## [Dataset entries]
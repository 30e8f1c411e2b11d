//! Database sessions and connectors
//!
//! The provisioner talks to every backend through the same two seams: a
//! [`SqlSession`] executes one statement at a time over an open
//! connection, and a [`Connector`] turns a rendered connection string into
//! a session. The [`ConnectorRegistry`] maps engines to connectors; the
//! SQLITE connector ships built in, network engines are registered by the
//! harness that owns their drivers.

pub mod sqlite;

pub use sqlite::{SqliteConnector, SqliteSession};

use std::collections::HashMap;
use std::sync::Arc;

use crate::engine::Engine;
use crate::error::SessionError;

/// An open, exclusively owned database session
///
/// Calls are synchronous and blocking; each `execute` issues exactly one
/// statement and returns once the driver does.
pub trait SqlSession: Send {
    fn execute(&mut self, sql: &str) -> Result<(), SessionError>;
}

/// Opens sessions from rendered connection strings
pub trait Connector: Send + Sync {
    fn connect(&self, url: &str) -> Result<Box<dyn SqlSession>, SessionError>;
}

/// Engine-to-connector map
pub struct ConnectorRegistry {
    connectors: HashMap<Engine, Arc<dyn Connector>>,
}

impl ConnectorRegistry {
    /// Create an empty registry
    pub fn new() -> Self {
        ConnectorRegistry {
            connectors: HashMap::new(),
        }
    }

    /// Create a registry with the built-in connectors registered
    pub fn with_defaults() -> Self {
        let mut registry = Self::new();
        registry.register(Engine::Sqlite, Arc::new(SqliteConnector));
        registry
    }

    /// Register a connector for an engine, replacing any existing one
    pub fn register(&mut self, engine: Engine, connector: Arc<dyn Connector>) {
        self.connectors.insert(engine, connector);
    }

    /// Look up the connector for an engine
    pub fn get(&self, engine: Engine) -> Option<&Arc<dyn Connector>> {
        self.connectors.get(&engine)
    }
}

impl Default for ConnectorRegistry {
    fn default() -> Self {
        Self::with_defaults()
    }
}
#![deny(clippy::unwrap_used)]
#![deny(clippy::expect_used)]

//! Crucible - database provisioning for differential SQL testing
//!
//! Crucible resolves database-connection configuration from layered
//! sources and brings a target database to a known, clean, ready-to-test
//! state across many heterogeneous backends, each with different
//! capabilities for dropping and creating schemas.
//!
//! # Architecture
//!
//! The library is organized into the following modules, leaves first:
//!
//! - **[`config`]**: layered configuration
//!   - `store`: loads the engine property file once, merges lookups with
//!     environment variables (`SQLANCER_<ENGINE>_<PROPERTY>`)
//!   - `resolver`: per-setting precedence (override > environment > file)
//!     and connection-string template substitution
//!
//! - **[`engine`]**: the closed set of supported backends and the
//!   per-engine profile table describing how each one's connection string
//!   is built and how its schema is reset
//!
//! - **[`session`]**: the `SqlSession`/`Connector` seams the provisioner
//!   uses to talk to drivers, plus the built-in rusqlite connector
//!
//! - **[`sink`]**: the write-only statement audit sink
//!
//! - **[`provision`]**: the provisioner orchestrating resolve → connect →
//!   reset → freshness
//!
//! # Quick Start
//!
//! ```rust,ignore
//! use std::sync::Arc;
//! use crucible::{
//!     ConfigStore, ConnectorRegistry, Engine, Overrides, Provisioner, TracingSink,
//! };
//!
//! let store = Arc::new(ConfigStore::new());
//! let provisioner = Provisioner::new(
//!     store,
//!     ConnectorRegistry::with_defaults(),
//!     Arc::new(TracingSink),
//! );
//!
//! let mut db = provisioner.provision(Engine::Sqlite, "db0", &Overrides::default())?;
//! if db.fresh {
//!     // schema was freshly created; derive metadata from scratch
//! }
//! db.session.execute("CREATE TABLE db0_t0 (id INTEGER)")?;
//! ```

pub mod config;
pub mod engine;
pub mod error;
pub mod provision;
pub mod session;
pub mod sink;

// =============================================================================
// Configuration
// =============================================================================

pub use config::{ConfigResolver, ConfigStore, Overrides, DEFAULT_CONFIG_PATH, ENV_PREFIX};

// =============================================================================
// Engines and profiles
// =============================================================================

pub use engine::{
    ConnectionStrategy, Engine, EngineProfile, ResetStrategy, SyncStrategy, DEFAULT_DELIMITER,
    MAX_INDEXED_OBJECTS,
};

// =============================================================================
// Sessions and connectors
// =============================================================================

pub use session::{Connector, ConnectorRegistry, SqlSession, SqliteConnector, SqliteSession};

// =============================================================================
// Provisioning
// =============================================================================

pub use provision::{ProvisionedDatabase, Provisioner};

// =============================================================================
// Auditing and errors
// =============================================================================

pub use error::{ConfigError, ProvisionError, SessionError};
pub use sink::{MemorySink, NullSink, StatementSink, TracingSink};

## [What you will do]
Would you print, exactly as written, every line above from the one holding "use std::collections::HashMap;" through the one holding "pub trait SqlSession: Send", with both included and no other lines?

## [Your solution]
use std::collections::HashMap;
use std::sync::Arc;

use crate::engine::Engine;
use crate::error::SessionError;

/// An open, exclusively owned database session
///
/// Calls are synchronous and blocking; each `execute` issues exactly one
/// statement and returns once the driver does.
pub trait SqlSession: Send {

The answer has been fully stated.